- Problem description -
The lines to copy from the data below are those that hold the string "crate".

[Stored data]
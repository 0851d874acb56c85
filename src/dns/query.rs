//! Single A-record query over UDP.
//!
//! Message encoding and decoding is handled by `hickory-proto`; this module
//! owns the exchange itself: one query, one datagram back, no retries and no
//! fallback to TCP.

use crate::base::context::IoResultExt;
use crate::base::neterror::NetError;
use hickory_proto::op::{Message, MessageType, OpCode, Query, ResponseCode};
use hickory_proto::rr::{Name, RData, RecordType};
use hickory_proto::serialize::binary::{BinDecodable, BinEncodable};
use std::net::{Ipv4Addr, SocketAddr};
use tokio::net::UdpSocket;

/// Largest datagram accepted from the server.
const MAX_RESPONSE_SIZE: usize = 4096;

/// Builds the A-record query message for `domain`.
pub(crate) fn build_query(domain: &str, id: u16) -> Result<Message, NetError> {
    let fqdn = if domain.ends_with('.') {
        domain.to_string()
    } else {
        format!("{domain}.")
    };
    let name = Name::from_ascii(&fqdn).map_err(|e| NetError::DnsProtocol(e.to_string()))?;

    let mut message = Message::new();
    message
        .set_id(id)
        .set_message_type(MessageType::Query)
        .set_op_code(OpCode::Query)
        .set_recursion_desired(true)
        .add_query(Query::query(name, RecordType::A));
    Ok(message)
}

/// Pulls the addresses of every A record out of `response`, in answer order.
///
/// The response code is not an error: whatever answers came back are
/// returned, so `NXDOMAIN` or `SERVFAIL` with no records is an empty list.
pub(crate) fn extract_a_records(
    domain: &str,
    query_id: u16,
    response: &Message,
) -> Result<Vec<Ipv4Addr>, NetError> {
    if response.id() != query_id {
        return Err(NetError::DnsProtocol(format!(
            "response id {} does not match query id {}",
            response.id(),
            query_id
        )));
    }
    if response.message_type() != MessageType::Response {
        return Err(NetError::DnsProtocol("reply is not a response".into()));
    }

    let code = response.response_code();
    if code != ResponseCode::NoError {
        tracing::debug!(domain = %domain, code = %code, "DNS server answered with an error code");
    }

    if response.truncated() {
        tracing::warn!(domain = %domain, "DNS response truncated, using partial answer");
    }

    Ok(response
        .answers()
        .iter()
        .filter_map(|record| match record.data() {
            Some(RData::A(a)) => Some(a.0),
            _ => None,
        })
        .collect())
}

/// Sends an A query for `domain` to `server` and returns the answers.
///
/// Waits for the reply indefinitely; callers put the deadline around it.
pub(crate) async fn query_a(server: SocketAddr, domain: &str) -> Result<Vec<Ipv4Addr>, NetError> {
    let id: u16 = rand::random();
    let query = build_query(domain, id)?;
    let packet = query
        .to_bytes()
        .map_err(|e| NetError::DnsProtocol(e.to_string()))?;

    let server_label = server.to_string();
    let bind: SocketAddr = if server.is_ipv4() {
        (Ipv4Addr::UNSPECIFIED, 0).into()
    } else {
        (std::net::Ipv6Addr::UNSPECIFIED, 0).into()
    };

    let socket = UdpSocket::bind(bind).await.dns_server_context(&server_label)?;
    socket.connect(server).await.dns_server_context(&server_label)?;

    tracing::debug!(domain = %domain, server = %server, id, "sending DNS A query");
    socket.send(&packet).await.dns_server_context(&server_label)?;

    let mut buf = vec![0u8; MAX_RESPONSE_SIZE];
    let n = socket.recv(&mut buf).await.dns_server_context(&server_label)?;

    let response =
        Message::from_bytes(&buf[..n]).map_err(|e| NetError::DnsProtocol(e.to_string()))?;
    let addrs = extract_a_records(domain, id, &response)?;

    tracing::debug!(domain = %domain, server = %server, count = addrs.len(), "DNS A query answered");
    Ok(addrs)
}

- Expected answer -
use crate::base::context::IoResultExt;
use crate::base::neterror::NetError;
pub(crate) fn build_query(domain: &str, id: u16) -> Result<Message, NetError> {
pub(crate) fn extract_a_records(
pub(crate) async fn query_a(server: SocketAddr, domain: &str) -> Result<Vec<Ipv4Addr>, NetError> {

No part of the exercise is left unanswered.